- _MATERIAL TO PROCESS_
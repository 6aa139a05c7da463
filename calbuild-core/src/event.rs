//! The canonical event shared by every source and sink.

use serde::{Deserialize, Serialize};

use crate::date::{BARE_DATE_LEN, has_accepted_shape};

/// A normalized event.
///
/// Dates stay textual; they are only parsed when sorting and when encoding
/// the calendar file. Field order here is the key order of the JSON feed.
#[derive(Debug, Clone, PartialEq, Eq, Serialize, Deserialize)]
pub struct CanonicalEvent {
    pub title: String,
    pub start: String,
    #[serde(default, skip_serializing_if = "Option::is_none")]
    pub end: Option<String>,
    #[serde(default, skip_serializing_if = "Option::is_none")]
    pub description: Option<String>,
    #[serde(default, skip_serializing_if = "Option::is_none")]
    pub location: Option<String>,
    #[serde(default, skip_serializing_if = "Option::is_none")]
    pub url: Option<String>,
    #[serde(rename = "allDay", default, skip_serializing_if = "Option::is_none")]
    pub all_day: Option<bool>,
}

/// The (title, start, end) triple two events must share to be duplicates.
#[derive(Debug, Clone, PartialEq, Eq, Hash)]
pub struct IdentityKey {
    pub title: String,
    pub start: String,
    pub end: String,
}

impl CanonicalEvent {
    /// Build an event from resolved fields.
    ///
    /// Returns `None` unless both title and start are non-empty after
    /// trimming. Optional text fields that trim to nothing are dropped.
    pub fn new(title: Option<String>, start: Option<String>) -> Option<Self> {
        let title = non_empty(title)?;
        let start = non_empty(start)?;

        Some(CanonicalEvent {
            title,
            start,
            end: None,
            description: None,
            location: None,
            url: None,
            all_day: None,
        })
    }

    pub fn with_end(mut self, end: Option<String>) -> Self {
        self.end = non_empty(end);
        self
    }

    pub fn with_description(mut self, description: Option<String>) -> Self {
        self.description = non_empty(description);
        self
    }

    pub fn with_location(mut self, location: Option<String>) -> Self {
        self.location = non_empty(location);
        self
    }

    pub fn with_url(mut self, url: Option<String>) -> Self {
        self.url = non_empty(url);
        self
    }

    pub fn with_all_day(mut self, all_day: Option<bool>) -> Self {
        self.all_day = all_day;
        self
    }

    pub fn identity(&self) -> IdentityKey {
        IdentityKey {
            title: self.title.clone(),
            start: self.start.clone(),
            end: self.end.clone().unwrap_or_default(),
        }
    }

    /// Explicit `allDay` wins; otherwise a bare-date-length start with no end
    /// counts as all-day.
    pub fn is_all_day(&self) -> bool {
        match self.all_day {
            Some(all_day) => all_day,
            None => self.start.len() == BARE_DATE_LEN && self.end.is_none(),
        }
    }

    /// Date fields whose text matches neither accepted shape.
    pub fn malformed_dates(&self) -> Vec<(&'static str, &str)> {
        let mut malformed = Vec::new();
        if !has_accepted_shape(&self.start) {
            malformed.push(("start", self.start.as_str()));
        }
        if let Some(end) = self.end.as_deref() {
            if !has_accepted_shape(end) {
                malformed.push(("end", end));
            }
        }
        malformed
    }
}

fn non_empty(value: Option<String>) -> Option<String> {
    value
        .map(|v| v.trim().to_string())
        .filter(|v| !v.is_empty())
}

- _PROBLEM DESCRIPTION_
Look through the entries above. Copy each line in which the string "CanonicalEvent" occurs.

- _TASK RESPONSE_
pub struct CanonicalEvent {
impl CanonicalEvent {
        Some(CanonicalEvent {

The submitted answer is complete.